从那以后,我开始不再显山露水,开始学会隐藏自己。我不再把一沓钞票装在包里,也不再四处大张旗鼓地收集和炫耀我的古币,我更不会再轻易地去相信别人所说的话了。从那以后,我去村子里收集古币的时候,经常是背着相机或者画夹。别人一旦问起我的职业,我就说是陕师大的,爱好写作,出来为了采风,然后旁敲侧击地提到古币,并表现出一副可要可不要的样子,谁知道这样反而以低价收获了很多的精品古币。
我在读懂古币的同时,也渐渐读懂了这个世界。
有财不外露,以防招来贼娃。
有才不炫耀,以防招人嫉妒。
有事不看清,以防被人怀恨。
我四处收集古币的日子终结于2000年。
在此之前,我尽管一边在汉中的国企跑业务,一边在西安的乡村收古币,一边在深圳寻找出路,看上去潇洒自在。其实,也只有我自己知道,那时的我虽然读懂了古币,读懂了金钱,读懂了男欢女爱,但根本就没有读懂自己。我得到的,并不是我真正需要的渴望的东西。那时的自己,其实真的就像一条找不到家园和方向的野狗一样,没有目的地游荡,所以我最初的网名就是“游荡的野狗”,并用这个恶俗的网名在无数个深夜的网吧,用一颗愤世厌俗的心态,码出了一部长达17万字的长篇网络小说——《梦里梦外一场梦》。
原来,在我的心里,真的是有一个作家梦。
在2000年,我的长篇处女作和一个女孩的长篇小说《何处是归程》在今日作家网的书稿交易一栏同时出现,并且阴错阳差地同时跟北京修正文化公司签定了出版合同,我也很快就认识了那位文字和笑容都非常让人产生勇气的女孩。她去北京之后,我也像梦游一般地漂到了北京。

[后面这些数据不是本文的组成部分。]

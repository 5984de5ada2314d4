//! Core library for converting videos to a 1080x1920 (9:16) letterboxed canvas
//! using ffmpeg and ffprobe.
//!
//! Each input is probed for its true display size (rotation and pixel aspect
//! included), scaled uniformly to fit the canvas, padded with black bars, and
//! re-encoded with the source's frame rate, bitrate, pixel format and color
//! tags. Audio is copied. Batches run on a bounded worker pool and a failing
//! file never stops the others.
//!
//! ## Usage Example
//!
//! ```rust,no_run
//! use reframe_core::{CancelFlag, CoreConfig, NullReporter, SystemCommandRunner, run_batch};
//! use std::path::PathBuf;
//!
//! let mut config = CoreConfig::new(vec![PathBuf::from("/path/to/videos")]);
//! config.max_workers = Some(2);
//! config.validate().unwrap();
//!
//! let result = run_batch(&SystemCommandRunner, &config, &NullReporter, &CancelFlag::new()).unwrap();
//! for failure in &result.failures {
//!     eprintln!("{}: {}", failure.input_path.display(), failure.reason);
//! }
//! ```

pub mod config;
pub mod discovery;
pub mod error;
pub mod external;
pub mod media;
pub mod processing;
pub mod progress_reporting;
pub mod temp_files;
pub mod utils;

// Re-exports for public API
pub use config::{CoreConfig, ToolPaths, VideoCodec};
pub use discovery::find_processable_files;
pub use error::{CoreError, CoreResult};
pub use external::{
    CancelFlag, CommandRunner, EncodeOptions, SystemCommandRunner, build_ffmpeg_args,
    check_dependencies, probe, probe_capability,
};
pub use media::{FrameRate, MediaProfile, Rotation, VisualDimensions};
pub use processing::{
    BatchResult, FailureStage, FitTransform, JobFailure, JobStatus, TranscodeJob, resolve_fit,
    resolve_profile, run_batch, visual_dimensions,
};
pub use progress_reporting::{NullReporter, ProgressReporter};
pub use utils::{format_bytes, format_duration, parse_ffmpeg_time};

use std::path::PathBuf;

/// Converts every supported video under `input` with default settings.
///
/// `input` may be a file or a directory; outputs go to `output_subdir`
/// (default `9x16_output`) next to each source. Uses the system ffmpeg and
/// ffprobe, no progress reporting and no cancellation.
pub fn process(input: impl Into<PathBuf>, output_subdir: Option<&str>) -> CoreResult<BatchResult> {
    let mut config = CoreConfig::new(vec![input.into()]);
    if let Some(subdir) = output_subdir {
        config.output_subdir = subdir.to_string();
    }
    run_batch(&SystemCommandRunner, &config, &NullReporter, &CancelFlag::new())
}
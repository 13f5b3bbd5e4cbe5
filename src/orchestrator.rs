// src/orchestrator.rs
//! Orchestrates the main application flow: records from the pipe go through the
//! renderer to the display sink, one at a time, until the pipe closes. Display
//! and clock are injected so the whole loop runs against the headless sink in
//! tests.

use crate::{
    config::IngestConfig,
    display::DisplaySink,
    ingest::{pump, RecordReader},
    metadata::{MetadataRecord, NowPlaying},
    rasterizer::glyph_source::GlyphSource,
    renderer::Renderer,
};
use anyhow::{Context, Result};
use chrono::{DateTime, Utc};
use std::io::BufRead;

/// What happened to one record.
#[derive(Debug, PartialEq, Eq, Clone, Copy)]
pub enum RecordOutcome {
    /// Rendered and written to the display.
    Shown,
    /// Missing artist or title.
    Skipped,
    /// The display rejected the write; the loop carries on.
    DisplayFailed,
}

/// Per-run counters, reported at shutdown.
#[derive(Debug, Default, PartialEq, Eq, Clone, Copy)]
pub struct RunSummary {
    pub shown: usize,
    pub skipped: usize,
    pub display_failures: usize,
}

pub struct AppOrchestrator<'a, N: GlyphSource, W: GlyphSource, S: DisplaySink + ?Sized> {
    renderer: &'a mut Renderer<N, W>,
    sink: &'a mut S,
    keys: &'a IngestConfig,
    clock: Box<dyn Fn() -> DateTime<Utc> + 'a>,
}

impl<'a, N: GlyphSource, W: GlyphSource, S: DisplaySink + ?Sized> AppOrchestrator<'a, N, W, S> {
    /// Creates an orchestrator reading wall-clock time from `Utc::now`.
    pub fn new(renderer: &'a mut Renderer<N, W>, sink: &'a mut S, keys: &'a IngestConfig) -> Self {
        Self::with_clock(renderer, sink, keys, Utc::now)
    }

    pub fn with_clock(
        renderer: &'a mut Renderer<N, W>,
        sink: &'a mut S,
        keys: &'a IngestConfig,
        clock: impl Fn() -> DateTime<Utc> + 'a,
    ) -> Self {
        AppOrchestrator {
            renderer,
            sink,
            keys,
            clock: Box::new(clock),
        }
    }

    /// Renders one record.
    pub fn handle_record(&mut self, record: &MetadataRecord) -> RecordOutcome {
        let Some(song) = NowPlaying::from_record(record, self.keys) else {
            return RecordOutcome::Skipped;
        };
        let now = (self.clock)();
        match self.renderer.show(&mut *self.sink, &song, now) {
            Ok(()) => {
                log::info!("Orchestrator: now playing '{}' - '{}'", song.artist, song.title);
                RecordOutcome::Shown
            }
            Err(e) => {
                log::error!("Orchestrator: display write failed: {:#}", e);
                RecordOutcome::DisplayFailed
            }
        }
    }

    /// Shows the splash frame. A failure here is logged, not fatal.
    pub fn splash(&mut self) {
        let now = (self.clock)();
        if let Err(e) = self.renderer.show_splash(&mut *self.sink, now) {
            log::warn!("Orchestrator: splash failed: {:#}", e);
        }
    }

    /// Processes records until the pipe ends, then blanks the display.
    pub fn run<R: BufRead>(&mut self, reader: &mut RecordReader<R>) -> Result<RunSummary> {
        let mut summary = RunSummary::default();
        pump(reader, |record| match self.handle_record(&record) {
            RecordOutcome::Shown => summary.shown += 1,
            RecordOutcome::Skipped => summary.skipped += 1,
            RecordOutcome::DisplayFailed => summary.display_failures += 1,
        });
        log::info!("Orchestrator: input finished, {:?}", summary);
        self.shutdown()?;
        Ok(summary)
    }

    /// Clears the panel and switches the backlight off.
    pub fn shutdown(&mut self) -> Result<()> {
        self.sink.cls().context("Failed to clear display")?;
        self.sink
            .backlight(false)
            .context("Failed to switch backlight off")?;
        self.sink.flush().context("Failed to flush display")
    }
}
//! Places characters on the panel: soft wrap on overflow, hard wrap on `\n`,
//! and a vertical clip once a line would no longer fit.

use crate::rasterizer::font_set::{classify, FontClass};
use crate::rasterizer::glyph_source::GlyphMetrics;
use log::*;

/// Where one character lands.
#[derive(Debug, Clone, Copy, PartialEq, Eq)]
pub struct GlyphPlacement {
    pub ch: char,
    /// Left edge in pixels, always within `0..max_width`.
    pub column: i32,
    /// Top of the text line in pixels.
    pub row: i32,
    /// 1-based line number.
    pub line: u32,
    /// Backend that will draw the glyph.
    pub class: FontClass,
}

/// Computes placements for `text`.
///
/// The running cursor carries the wrapped character's own width onto the new
/// line, and kerning keeps using the previous input character across a soft
/// wrap. Only an explicit newline clears the kerning predecessor. Processing
/// stops at the first line whose bottom would pass `max_height`.
pub fn layout<M: GlyphMetrics + ?Sized>(
    text: &str,
    max_width: i32,
    line_height: i32,
    max_height: i32,
    metrics: &M,
) -> Vec<GlyphPlacement> {
    let mut placements = Vec::with_capacity(text.len());
    let mut previous: Option<char> = None;
    let mut line_start: i32 = 0;
    let mut line: u32 = 1;

    for ch in text.chars() {
        let mut char_left = line_start;

        let kerning = previous.map(|prev| metrics.kerning(prev, ch)).unwrap_or(0);
        let advance = metrics.advance_width(ch);
        line_start += kerning + advance;
        previous = Some(ch);

        if line_start > max_width || char_left >= max_width || ch == '\n' {
            line_start = kerning + advance;
            line += 1;
            char_left = 0;
        }

        if ch == '\n' {
            line_start = 0;
            previous = None;
            continue;
        }

        let row = (line as i32 - 1) * (line_height + 1);
        if row + line_height > max_height {
            debug!(
                "layout: clipped at '{}' on line {} (row {} + {} > {})",
                ch, line, row, line_height, max_height
            );
            break;
        }

        placements.push(GlyphPlacement {
            ch,
            column: char_left.max(0),
            row,
            line,
            class: classify(ch),
        });
    }

    placements
}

我终于读懂了自己,看清了方向,当然也毫不犹豫地放弃了那些曾经疯狂痴迷的古币。
在北京的我,以一种全新的姿态开始经营自己的写作圈。除了写作,我根本不去关注认识的所有人的“秘密”,无论亲疏远近,无论男女老少。当我把所有的注意力和精力用在只关注自己写作的时候,我发现生活竟然出奇的顺利,没有麻烦,只有左右逢源,顺风顺水,这或许就是我能在23年的时间里陆续出版59本图书的缘故吧!
没有麻烦,是因为我没有让别人麻烦。
左右逢源,是因为我尊重别人的“隐藏”。
顺风顺水,是因为我不去碰人性的“黑洞”。
我终于真正地读懂了自己。
现在的我,已经到了近“一巴掌”的年纪,我也从北京回到了汉中,以一种近乎“躺平”的姿态开始提前养老。很多写作的朋友很不理解,为什么我要离开左右逢源的北京,我的回复统一是我读懂了现在的自己,知道这个年龄的自己最需要什么。我现在也终于确信,如果没有读懂自己,即使读懂了全世界,一切努力也都是白搭,甚至毁灭。
学会读懂自己,学会读懂别人的隐藏。
学会隐藏自己,学会尊重别人的隐藏。
写作如此,处世如此,收藏古币也是如此。